4.4. Vacancies and Newly Created Directorships. Except in those instances where the Certificate of Incorporation, these By-Laws or applicable law provides otherwise, a majority of directors then in office, although less than a quorum, or a sole remaining director, may fill a vacancy (created by reason of death, resignation, retirement, disqualification, removal from office or otherwise) or a newly created directorship on the Board, and such directors so chosen shall hold office until the next annual meeting of Stockholders at which directors are elected and until their successors are elected and qualified. A vacancy that will occur at a specific later date (by reason of a resignation effective at a later date or otherwise) may be filled before the vacancy occurs by a majority of directors then in office, including those who have resigned, but the new director may not take office until the vacancy occurs. Whenever the holders of outstanding Shares of preferred stock are entitled to elect directors pursuant to the Certificate of Incorporation, any newly created directorships for such Shares of preferred stock and any vacancies may be filled as set forth in the Certificate of Incorporation.

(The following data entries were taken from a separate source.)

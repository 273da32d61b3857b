//! AWS configuration, credential resolution, and region handling.
//!
//! Mirrors the design of `aws-config` and `aws-credential-types` from the
//! official AWS SDK for Rust, reduced to what a CI runner provides: static
//! or temporary credentials in environment variables and a region name.

use crate::error::{AwsError, AwsResult};
use serde::{Deserialize, Serialize};

// ── Regions ─────────────────────────────────────────────────────────────

/// AWS region configuration.
#[derive(Debug, Clone, Serialize, Deserialize, PartialEq)]
pub struct AwsRegion {
    /// Region code (e.g., "us-east-1").
    pub name: String,
}

impl AwsRegion {
    pub fn new(name: &str) -> Self {
        Self {
            name: name.to_string(),
        }
    }

    /// Return the service endpoint for a given service in this region.
    /// Follows the standard AWS endpoint pattern: `https://{service}.{region}.amazonaws.com`
    pub fn endpoint(&self, service: &str) -> String {
        if self.name.starts_with("cn-") {
            format!("https://{}.{}.amazonaws.com.cn", service, self.name)
        } else {
            format!("https://{}.{}.amazonaws.com", service, self.name)
        }
    }

    /// Return the partition for this region (aws, aws-cn, aws-us-gov).
    pub fn partition(&self) -> &str {
        if self.name.starts_with("cn-") {
            "aws-cn"
        } else if self.name.starts_with("us-gov-") {
            "aws-us-gov"
        } else {
            "aws"
        }
    }

    /// Host serving the management console for this region's partition.
    pub fn console_host(&self) -> &str {
        match self.partition() {
            "aws-cn" => "console.amazonaws.cn",
            "aws-us-gov" => "console.amazonaws-us-gov.com",
            _ => "console.aws.amazon.com",
        }
    }
}

impl Default for AwsRegion {
    fn default() -> Self {
        Self {
            name: "us-east-1".to_string(),
        }
    }
}

// ── Credentials ─────────────────────────────────────────────────────────

/// AWS credentials as defined by the AWS SDK credential-types crate.
#[derive(Clone, Serialize, Deserialize)]
pub struct AwsCredentials {
    /// Access key ID (starts with AKIA for long-term, ASIA for temporary).
    pub access_key_id: String,
    /// Secret access key.
    pub secret_access_key: String,
    /// Optional session token (present for temporary credentials via STS).
    pub session_token: Option<String>,
    /// Provider name for debugging.
    pub provider_name: Option<String>,
}

// Keys stay out of logs.
impl std::fmt::Debug for AwsCredentials {
    fn fmt(&self, f: &mut std::fmt::Formatter<'_>) -> std::fmt::Result {
        f.debug_struct("AwsCredentials")
            .field("access_key_id", &self.access_key_id)
            .field("secret_access_key", &"** redacted **")
            .field("session_token", &self.session_token.as_ref().map(|_| "** redacted **"))
            .field("provider_name", &self.provider_name)
            .finish()
    }
}

impl AwsCredentials {
    /// Create new long-term credentials.
    pub fn new(access_key_id: &str, secret_access_key: &str) -> Self {
        Self {
            access_key_id: access_key_id.to_string(),
            secret_access_key: secret_access_key.to_string(),
            session_token: None,
            provider_name: Some("static".to_string()),
        }
    }

    /// Resolve credentials through an arbitrary variable lookup.
    pub fn from_lookup<F>(lookup: F) -> Option<Self>
    where
        F: Fn(&str) -> Option<String>,
    {
        let access_key = lookup("AWS_ACCESS_KEY_ID").filter(|v| !v.is_empty())?;
        let secret_key = lookup("AWS_SECRET_ACCESS_KEY").filter(|v| !v.is_empty())?;
        let session_token = lookup("AWS_SESSION_TOKEN").filter(|v| !v.is_empty());
        Some(Self {
            access_key_id: access_key,
            secret_access_key: secret_key,
            session_token,
            provider_name: Some("environment".to_string()),
        })
    }
}

// ── Retry Configuration ─────────────────────────────────────────────────

/// Retry configuration following the AWS SDK standard retry mode:
/// exponential backoff with full jitter.
#[derive(Debug, Clone, Serialize, Deserialize)]
pub struct RetryConfig {
    /// Maximum number of attempts (default: 3).
    pub max_attempts: u32,
    /// Initial backoff duration in milliseconds (default: 500).
    pub initial_backoff_ms: u64,
    /// Maximum backoff duration in milliseconds (default: 20_000).
    pub max_backoff_ms: u64,
}

impl Default for RetryConfig {
    fn default() -> Self {
        Self {
            max_attempts: 3,
            initial_backoff_ms: 500,
            max_backoff_ms: 20_000,
        }
    }
}

// ── SDK Config ──────────────────────────────────────────────────────────

/// Complete SDK configuration, aggregating credentials, region, and
/// behavioral settings. Mirrors `aws_config::SdkConfig`.
#[derive(Debug, Clone, Serialize, Deserialize)]
pub struct SdkConfig {
    pub region: AwsRegion,
    pub credentials: AwsCredentials,
    pub retry_config: RetryConfig,
    /// Custom endpoint URL override (for LocalStack and friends).
    pub endpoint_url: Option<String>,
    /// Request timeout in seconds.
    pub request_timeout_secs: u64,
    /// Connect timeout in seconds.
    pub connect_timeout_secs: u64,
    /// User-Agent suffix appended to requests.
    pub app_name: Option<String>,
}

impl SdkConfig {
    /// Build from the process environment. `region` wins over
    /// `AWS_REGION` / `AWS_DEFAULT_REGION` when given.
    pub fn from_env(region: Option<&str>) -> AwsResult<Self> {
        Self::from_lookup(region, |key| std::env::var(key).ok())
    }

    /// Build through an arbitrary variable lookup.
    pub fn from_lookup<F>(region: Option<&str>, lookup: F) -> AwsResult<Self>
    where
        F: Fn(&str) -> Option<String>,
    {
        let region = region
            .map(str::to_string)
            .filter(|r| !r.is_empty())
            .or_else(|| lookup("AWS_REGION").filter(|r| !r.is_empty()))
            .or_else(|| lookup("AWS_DEFAULT_REGION").filter(|r| !r.is_empty()))
            .ok_or_else(|| {
                AwsError::validation("config", "Region is required (set AWS_REGION or pass --region)")
            })?;

        let credentials = AwsCredentials::from_lookup(&lookup).ok_or_else(|| {
            AwsError::credential_error(
                "AWS_ACCESS_KEY_ID and AWS_SECRET_ACCESS_KEY must be set in the environment",
            )
        })?;

        if !credentials.access_key_id.starts_with("AKIA")
            && !credentials.access_key_id.starts_with("ASIA")
        {
            log::warn!(
                "Access key ID '{}' has unusual prefix; expected AKIA* or ASIA*",
                credentials.access_key_id.chars().take(4).collect::<String>()
            );
        }

        Ok(Self {
            region: AwsRegion::new(&region),
            credentials,
            retry_config: RetryConfig::default(),
            endpoint_url: lookup("AWS_ENDPOINT_URL").filter(|u| !u.is_empty()),
            request_timeout_secs: 30,
            connect_timeout_secs: 10,
            app_name: Some("cfn-deploy".to_string()),
        })
    }
}

#[cfg(test)]
mod tests {
    use super::*;
    use std::collections::HashMap;

    fn env(pairs: &[(&str, &str)]) -> impl Fn(&str) -> Option<String> {
        let map: HashMap<String, String> = pairs
            .iter()
            .map(|(k, v)| (k.to_string(), v.to_string()))
            .collect();
        move |key| map.get(key).cloned()
    }

    #[test]
    fn region_endpoint_standard() {
        let r = AwsRegion::new("us-east-1");
        assert_eq!(r.endpoint("cloudformation"), "https://cloudformation.us-east-1.amazonaws.com");
        assert_eq!(r.console_host(), "console.aws.amazon.com");
    }

    #[test]
    fn region_endpoint_china() {
        let r = AwsRegion::new("cn-north-1");
        assert_eq!(r.endpoint("cloudformation"), "https://cloudformation.cn-north-1.amazonaws.com.cn");
        assert_eq!(r.partition(), "aws-cn");
        assert_eq!(r.console_host(), "console.amazonaws.cn");
    }

    #[test]
    fn region_govcloud() {
        let r = AwsRegion::new("us-gov-west-1");
        assert_eq!(r.partition(), "aws-us-gov");
    }

    #[test]
    fn credentials_from_lookup_temporary() {
        let c = AwsCredentials::from_lookup(env(&[
            ("AWS_ACCESS_KEY_ID", "ASIAEXAMPLE"),
            ("AWS_SECRET_ACCESS_KEY", "secret"),
            ("AWS_SESSION_TOKEN", "token"),
        ]))
        .unwrap();
        assert_eq!(c.session_token.as_deref(), Some("token"));
        assert_eq!(c.provider_name.as_deref(), Some("environment"));
    }

    #[test]
    fn credentials_missing_secret() {
        assert!(AwsCredentials::from_lookup(env(&[("AWS_ACCESS_KEY_ID", "AKIAEXAMPLE")])).is_none());
    }

    #[test]
    fn credentials_debug_redacts_secret() {
        let c = AwsCredentials::new("AKIAEXAMPLE", "super-secret");
        let dbg = format!("{:?}", c);
        assert!(!dbg.contains("super-secret"));
        assert!(dbg.contains("AKIAEXAMPLE"));
    }

    #[test]
    fn sdk_config_region_precedence() {
        let lookup = env(&[
            ("AWS_ACCESS_KEY_ID", "AKIAEXAMPLE"),
            ("AWS_SECRET_ACCESS_KEY", "secret"),
            ("AWS_REGION", "eu-west-1"),
            ("AWS_DEFAULT_REGION", "us-west-2"),
        ]);
        let cfg = SdkConfig::from_lookup(None, &lookup).unwrap();
        assert_eq!(cfg.region.name, "eu-west-1");
        let cfg = SdkConfig::from_lookup(Some("ap-south-1"), &lookup).unwrap();
        assert_eq!(cfg.region.name, "ap-south-1");
    }

    #[test]
    fn sdk_config_endpoint_override() {
        let cfg = SdkConfig::from_lookup(
            Some("us-east-1"),
            env(&[
                ("AWS_ACCESS_KEY_ID", "AKIAEXAMPLE"),
                ("AWS_SECRET_ACCESS_KEY", "secret"),
                ("AWS_ENDPOINT_URL", "http://localhost:4566"),
            ]),
        )
        .unwrap();
        assert_eq!(cfg.endpoint_url.as_deref(), Some("http://localhost:4566"));
    }

    #[test]
    fn sdk_config_requires_region() {
        let err = SdkConfig::from_lookup(
            None,
            env(&[("AWS_ACCESS_KEY_ID", "AKIAEXAMPLE"), ("AWS_SECRET_ACCESS_KEY", "secret")]),
        )
        .unwrap_err();
        assert!(err.message.contains("Region"));
    }

    #[test]
    fn sdk_config_requires_credentials() {
        let err = SdkConfig::from_lookup(Some("us-east-1"), env(&[])).unwrap_err();
        assert_eq!(err.code, "CredentialError");
    }
}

4.5. Place of Meetings. The directors may hold their meetings, have one or more offices, and keep the books of the Company outside of the State of Delaware at the offices of the Company located in the City of San Francisco, California, the City of Minneapolis, Minnesota, or at such other places, within or without the State of Delaware, as they may from time to time determine.

4.6. Annual Meeting. An annual meeting of the directors shall be held each year, without other notice than this By-Law provision, on the same date as the annual meeting of Stockholders. The time and place of such meeting shall be designated by the Board, the Chairman or the President. At such meeting, the directors shall elect or appoint officers as authorized by Article V of these By-Laws. The directors may also transact such other business at the annual meeting as they deem necessary or appropriate.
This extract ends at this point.